Government has cleared investment proposals worth around Rs. 1,000 crore under a scheme to promote manufacturing of electronic products and components in the country.
The Department of Information Technology has so far received investment proposals worth Rs. 2,000 crore under the Modified Special Incentive Package Scheme (M-SIPS), Telecom Minister Kapil Sibal said on the sidelines of a round table with companies and ambassadors of leading Electronic System Design and Manufacturing (EDSM) countries in New Delhi on Monday.
“In terms of the M-SIPS, we got Rs. 2,000 crore worth of proposals some more are in the offing. We have cleared close to Rs. 1,000 crore,” the minister said.
Under the M-SIPS, the government will provide up to Rs. 10,000 crore in benefits to the industry during the 12th Five Year Plan (2012-17) for promoting domestic production of electronics products and components.
The scheme provides subsidy for investments in capital expenditure with a limit of 20 per cent for investments in Special Economic Zone (SEZ) and 25 per cent in non-SEZs.
The incentives will be given to investment made in a project within 10 years from the date of its approval.
The government has included 29 categories in ESDM sector that can avail benefit of under M-SIPS. On meeting with companies and ambassadors from ESDM countries, Mr. Sibal said, “Very very encouraging meeting we had. First of its kind. By and large we had positive response. The companies said that they are keen to come to India to do business and increase their manufacturing.”
He said that companies had few doubts which were cleared during the round table. “First was about the predictability of policies. We told them that all these policies, whether for electronics or telecom, are for 10 years.
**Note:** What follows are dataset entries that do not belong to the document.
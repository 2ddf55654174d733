use thiserror::Error;

/// Errors surfaced by [`DHeap`](crate::DHeap) operations.
///
/// A rejected operation never modifies the heap.
#[derive(Debug, Clone, Copy, PartialEq, Eq, Error)]
pub enum HeapError {
    /// An absent element was offered to [`DHeap::insert`](crate::DHeap::insert).
    #[error("cannot insert an absent element")]
    InvalidArgument,
    /// The heap already holds `capacity` elements.
    #[error("heap is full (capacity {capacity})")]
    CapacityExceeded { capacity: usize },
    /// The heap holds no elements.
    #[error("heap is empty")]
    EmptyHeap,
    /// A fan-out of zero was requested at construction.
    #[error("fan-out must be at least 1")]
    ZeroFanout,
}
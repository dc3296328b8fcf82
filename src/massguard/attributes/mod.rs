//! # Attribute Model
//!
//! This module provides the data shapes the filter works on:
//!
//! - **Values**: [`AttrValue`] and [`AttrMap`], the tagged tree used for submitted
//!   payloads, whitelist literals and filtered output alike
//! - **Whitelists**: [`WhitelistSpec`] (a normalized spec literal), its per-key
//!   [`WhitelistEntry`] grants, and the per-level [`EffectiveWhitelist`]
//!
//! ## Grant Kinds
//!
//! | Literal | Entry | Meaning |
//! |---------|-------|---------|
//! | absent | (none) | Denied |
//! | `"name"` / `true` | `Allowed` | Bare inclusion |
//! | `"all"` | `AllowAll` | Every own attribute of the association target |
//! | list / map | `Nested` | Explicit nested whitelist |
//!
//! ## Usage
//!
//! ```
//! use massguard::attributes::{AttrValue, WhitelistEntry, WhitelistSpec};
//! use serde_json::json;
//!
//! let literal = AttrValue::from(json!(["full_name", {"profile_attributes": "all"}]));
//! let spec = WhitelistSpec::from_value(&literal).unwrap();
//! assert_eq!(spec.get("profile_attributes"), Some(&WhitelistEntry::AllowAll));
//! ```

mod spec;
mod value;

pub use spec::{
    EffectiveWhitelist, WhitelistEntry, WhitelistSpec, ALLOWED_LITERAL, ALLOW_ALL_LITERAL,
    DELETE_MARKER,
};
pub use value::{AttrMap, AttrValue};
“Secondly, they were concerned about preferential market access (PMA) and we told them that PMA in government procurement and security will occupy only 3 per cent of the market and rest will be free,” he added.
Even in this they will have an advantage because a foreign manufacturer will be treated on par with a domestic manufacturer as long as he/she sets up his manufacturing facility in India, the minister noted. “On security side, we told them that specific items will be identified and why that item will have PMA. Third, they said they had some issues on the taxation side. I told them it is not something that I can resolve and I indicated to them that if they come to us with specific issues I will convey them to the Finance Minister,” he said.